[Your task]:
All of the data below should be written out exactly.

Collected data entries
□ □ □ □ □ □ □

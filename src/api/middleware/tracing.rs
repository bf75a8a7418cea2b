//! HTTP request/response tracing middleware.

use tower_http::LatencyUnit;
use tower_http::classify::{ServerErrorsAsFailures, SharedClassifier};
use tower_http::trace::{DefaultMakeSpan, DefaultOnResponse, TraceLayer};
use tracing::Level;

/// Creates a tracing middleware for HTTP requests.
///
/// Opens an `INFO` span per request carrying method, URI and HTTP version,
/// and logs the status and latency in milliseconds on response.
///
/// ```text
/// INFO request{method=GET uri=/dt/old version=HTTP/1.1}: finished processing request latency=3 ms status=302
/// ```
pub fn layer() -> TraceLayer<SharedClassifier<ServerErrorsAsFailures>> {
    TraceLayer::new_for_http()
        .make_span_with(DefaultMakeSpan::new().level(Level::INFO))
        .on_response(
            DefaultOnResponse::new()
                .level(Level::INFO)
                .latency_unit(LatencyUnit::Millis),
        )
}
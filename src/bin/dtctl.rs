//! CLI tool for dt-redirect.
//!
//! Runs the resolver once against the live upstream without starting the
//! server, which is handy for checking credentials and the selection policy.
//!
//! # Usage
//!
//! ```bash
//! # Resolve the current thread
//! cargo run --bin dtctl -- resolve
//!
//! # Resolve and apply a site variant
//! cargo run --bin dtctl -- resolve --path /dt/old
//!
//! # List the candidates the upstream returned
//! cargo run --bin dtctl -- candidates
//!
//! # Show the effective configuration
//! cargo run --bin dtctl -- config
//! ```
//!
//! # Environment Variables
//!
//! Same as the server; see [`dt_redirect::config`].

use dt_redirect::application::services::{ThreadResolver, select_latest};
use dt_redirect::config::{Config, load_from_env, mask_secret};
use dt_redirect::domain::sources::CandidateSource;
use dt_redirect::error::ResolveError;
use dt_redirect::infrastructure::reddit::RedditSource;
use dt_redirect::utils::path_rewrite::rewrite;

use anyhow::{Context, Result};
use chrono::Utc;
use clap::{Parser, Subcommand};
use colored::*;
use std::sync::Arc;

/// CLI tool for inspecting dt-redirect resolution.
#[derive(Parser)]
#[command(name = "dtctl")]
#[command(author, version, about, long_about = None)]
struct Cli {
    #[command(subcommand)]
    command: Commands,
}

#[derive(Subcommand)]
enum Commands {
    /// Resolve the current thread once
    Resolve {
        /// Request path whose site variant should be applied (e.g. /dt/old)
        #[arg(short, long)]
        path: Option<String>,
    },

    /// List upstream candidates and whether each passes the filter
    Candidates,

    /// Show the effective configuration
    Config,
}

#[tokio::main]
async fn main() -> Result<()> {
    dotenvy::dotenv().ok();

    let cli = Cli::parse();
    let config = load_from_env().context("Invalid configuration")?;

    match cli.command {
        Commands::Resolve { path } => resolve(&config, path).await?,
        Commands::Candidates => candidates(&config).await?,
        Commands::Config => show_config(&config),
    }

    Ok(())
}

fn build_source(config: &Config) -> Result<Arc<RedditSource>> {
    let source = RedditSource::new(config.credentials.clone(), config.upstream_timeout())
        .context("Failed to build Reddit client")?;
    Ok(Arc::new(source))
}

/// Resolves once and prints the URL the server would redirect to when cold.
async fn resolve(config: &Config, path: Option<String>) -> Result<()> {
    let resolver = ThreadResolver::new(build_source(config)?, config.resolver_settings());

    let url = match resolver.try_resolve(Utc::now()).await {
        Ok(url) => {
            println!("{}", "Thread found".green().bold());
            url
        }
        Err(ResolveError::NoMatch { .. }) => {
            println!("{}", "No matching thread, using fallback".yellow().bold());
            config.fallback_url.clone()
        }
        Err(e) => {
            println!("{} {}", "Upstream error:".red().bold(), e);
            config.fallback_url.clone()
        }
    };

    let target = match path {
        Some(p) => rewrite(&url, &p),
        None => url,
    };

    println!("  {}", target.bright_cyan());
    Ok(())
}

/// Prints every candidate with a marker for the one the resolver would pick.
async fn candidates(config: &Config) -> Result<()> {
    let source = build_source(config)?;
    let settings = config.resolver_settings();

    let posts = source
        .search(&settings.community, &settings.title, settings.search_limit)
        .await
        .context("Upstream search failed")?;

    let not_before = settings.not_before(Utc::now());
    let selected = select_latest(&posts, &settings.author, &settings.title, not_before);

    println!(
        "{} {} candidates in r/{}",
        "Found".bright_white().bold(),
        posts.len(),
        settings.community
    );
    println!();

    for post in &posts {
        let marker = if selected.is_some_and(|s| std::ptr::eq(s, post)) {
            "→".green().bold()
        } else {
            " ".normal()
        };
        let author = post.author.as_deref().unwrap_or("[deleted]");
        println!(
            "{} {}  {}  {}",
            marker,
            post.created_at.format("%Y-%m-%d %H:%M").to_string().dimmed(),
            author.cyan(),
            post.title
        );
    }

    if selected.is_none() {
        println!();
        println!("{}", "No candidate passes the filter".yellow());
    }

    Ok(())
}

fn show_config(config: &Config) {
    println!("{}", "Configuration".bright_blue().bold());
    println!();
    println!("  Community:      r/{}", config.community.cyan());
    println!("  Author:         u/{}", config.thread_author.cyan());
    println!("  Title contains: {}", config.thread_title.cyan());
    println!("  Fallback:       {}", config.fallback_url);
    println!("  Cache TTL:      {}s", config.cache_ttl_seconds);
    println!("  Recency window: {}h", config.recency_window_hours);
    println!("  Search limit:   {}", config.search_limit);
    println!("  Listen:         {}", config.listen_addr);
    println!(
        "  Client id:      {}",
        mask_secret(&config.credentials.client_id).dimmed()
    );
    println!("  User agent:     {}", config.credentials.user_agent);
}
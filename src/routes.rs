//! Router configuration.
//!
//! # Route Structure
//!
//! - `GET /`         - Redirect to the current thread
//! - `GET /{*path}`  - Same, with the last path segment selecting a site variant
//!
//! Every path is a redirect, so there is no health or API surface here.
//!
//! # Middleware
//!
//! - **Tracing** - Structured request/response logging

use crate::api::handlers::redirect_handler;
use crate::api::middleware::tracing;
use crate::state::AppState;
use axum::Router;
use axum::routing::get;

/// Constructs the application router with all routes and middleware.
pub fn app_router(state: AppState) -> Router {
    Router::new()
        .route("/", get(redirect_handler))
        .route("/{*path}", get(redirect_handler))
        .with_state(state)
        .layer(tracing::layer())
}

□ □ □ □ □ □ □

[Task output]:
filename src/api/middleware/tracing.rs
repository bf75a8a7418cea2b
//! HTTP request/response tracing middleware.

use tower_http::LatencyUnit;
use tower_http::classify::{ServerErrorsAsFailures, SharedClassifier};
use tower_http::trace::{DefaultMakeSpan, DefaultOnResponse, TraceLayer};
use tracing::Level;

/// Creates a tracing middleware for HTTP requests.
///
/// Opens an `INFO` span per request carrying method, URI and HTTP version,
/// and logs the status and latency in milliseconds on response.
///
/// ```text
/// INFO request{method=GET uri=/dt/old version=HTTP/1.1}: finished processing request latency=3 ms status=302
/// ```
pub fn layer() -> TraceLayer<SharedClassifier<ServerErrorsAsFailures>> {
    TraceLayer::new_for_http()
        .make_span_with(DefaultMakeSpan::new().level(Level::INFO))
        .on_response(
            DefaultOnResponse::new()
                .level(Level::INFO)
                .latency_unit(LatencyUnit::Millis),
        )
}
filename src/bin/dtctl.rs
//! CLI tool for dt-redirect.
//!
//! Runs the resolver once against the live upstream without starting the
//! server, which is handy for checking credentials and the selection policy.
//!
//! # Usage
//!
//! ```bash
//! # Resolve the current thread
//! cargo run --bin dtctl -- resolve
//!
//! # Resolve and apply a site variant
//! cargo run --bin dtctl -- resolve --path /dt/old
//!
//! # List the candidates the upstream returned
//! cargo run --bin dtctl -- candidates
//!
//! # Show the effective configuration
//! cargo run --bin dtctl -- config
//! ```
//!
//! # Environment Variables
//!
//! Same as the server; see [`dt_redirect::config`].

use dt_redirect::application::services::{ThreadResolver, select_latest};
use dt_redirect::config::{Config, load_from_env, mask_secret};
use dt_redirect::domain::sources::CandidateSource;
use dt_redirect::error::ResolveError;
use dt_redirect::infrastructure::reddit::RedditSource;
use dt_redirect::utils::path_rewrite::rewrite;

use anyhow::{Context, Result};
use chrono::Utc;
use clap::{Parser, Subcommand};
use colored::*;
use std::sync::Arc;

/// CLI tool for inspecting dt-redirect resolution.
#[derive(Parser)]
#[command(name = "dtctl")]
#[command(author, version, about, long_about = None)]
struct Cli {
    #[command(subcommand)]
    command: Commands,
}

#[derive(Subcommand)]
enum Commands {
    /// Resolve the current thread once
    Resolve {
        /// Request path whose site variant should be applied (e.g. /dt/old)
        #[arg(short, long)]
        path: Option<String>,
    },

    /// List upstream candidates and whether each passes the filter
    Candidates,

    /// Show the effective configuration
    Config,
}

#[tokio::main]
async fn main() -> Result<()> {
    dotenvy::dotenv().ok();

    let cli = Cli::parse();
    let config = load_from_env().context("Invalid configuration")?;

    match cli.command {
        Commands::Resolve { path } => resolve(&config, path).await?,
        Commands::Candidates => candidates(&config).await?,
        Commands::Config => show_config(&config),
    }

    Ok(())
}

fn build_source(config: &Config) -> Result<Arc<RedditSource>> {
    let source = RedditSource::new(config.credentials.clone(), config.upstream_timeout())
        .context("Failed to build Reddit client")?;
    Ok(Arc::new(source))
}

/// Resolves once and prints the URL the server would redirect to when cold.
async fn resolve(config: &Config, path: Option<String>) -> Result<()> {
    let resolver = ThreadResolver::new(build_source(config)?, config.resolver_settings());

    let url = match resolver.try_resolve(Utc::now()).await {
        Ok(url) => {
            println!("{}", "Thread found".green().bold());
            url
        }
        Err(ResolveError::NoMatch { .. }) => {
            println!("{}", "No matching thread, using fallback".yellow().bold());
            config.fallback_url.clone()
        }
        Err(e) => {
            println!("{} {}", "Upstream error:".red().bold(), e);
            config.fallback_url.clone()
        }
    };

    let target = match path {
        Some(p) => rewrite(&url, &p),
        None => url,
    };

    println!("  {}", target.bright_cyan());
    Ok(())
}

/// Prints every candidate with a marker for the one the resolver would pick.
async fn candidates(config: &Config) -> Result<()> {
    let source = build_source(config)?;
    let settings = config.resolver_settings();

    let posts = source
        .search(&settings.community, &settings.title, settings.search_limit)
        .await
        .context("Upstream search failed")?;

    let not_before = settings.not_before(Utc::now());
    let selected = select_latest(&posts, &settings.author, &settings.title, not_before);

    println!(
        "{} {} candidates in r/{}",
        "Found".bright_white().bold(),
        posts.len(),
        settings.community
    );
    println!();

    for post in &posts {
        let marker = if selected.is_some_and(|s| std::ptr::eq(s, post)) {
            "→".green().bold()
        } else {
            " ".normal()
        };
        let author = post.author.as_deref().unwrap_or("[deleted]");
        println!(
            "{} {}  {}  {}",
            marker,
            post.created_at.format("%Y-%m-%d %H:%M").to_string().dimmed(),
            author.cyan(),
            post.title
        );
    }

    if selected.is_none() {
        println!();
        println!("{}", "No candidate passes the filter".yellow());
    }

    Ok(())
}

fn show_config(config: &Config) {
    println!("{}", "Configuration".bright_blue().bold());
    println!();
    println!("  Community:      r/{}", config.community.cyan());
    println!("  Author:         u/{}", config.thread_author.cyan());
    println!("  Title contains: {}", config.thread_title.cyan());
    println!("  Fallback:       {}", config.fallback_url);
    println!("  Cache TTL:      {}s", config.cache_ttl_seconds);
    println!("  Recency window: {}h", config.recency_window_hours);
    println!("  Search limit:   {}", config.search_limit);
    println!("  Listen:         {}", config.listen_addr);
    println!(
        "  Client id:      {}",
        mask_secret(&config.credentials.client_id).dimmed()
    );
    println!("  User agent:     {}", config.credentials.user_agent);
}
filename src/routes.rs
//! Router configuration.
//!
//! # Route Structure
//!
//! - `GET /`         - Redirect to the current thread
//! - `GET /{*path}`  - Same, with the last path segment selecting a site variant
//!
//! Every path is a redirect, so there is no health or API surface here.
//!
//! # Middleware
//!
//! - **Tracing** - Structured request/response logging

use crate::api::handlers::redirect_handler;
use crate::api::middleware::tracing;
use crate::state::AppState;
use axum::Router;
use axum::routing::get;

/// Constructs the application router with all routes and middleware.
pub fn app_router(state: AppState) -> Router {
    Router::new()
        .route("/", get(redirect_handler))
        .route("/{*path}", get(redirect_handler))
        .with_state(state)
        .layer(tracing::layer())
}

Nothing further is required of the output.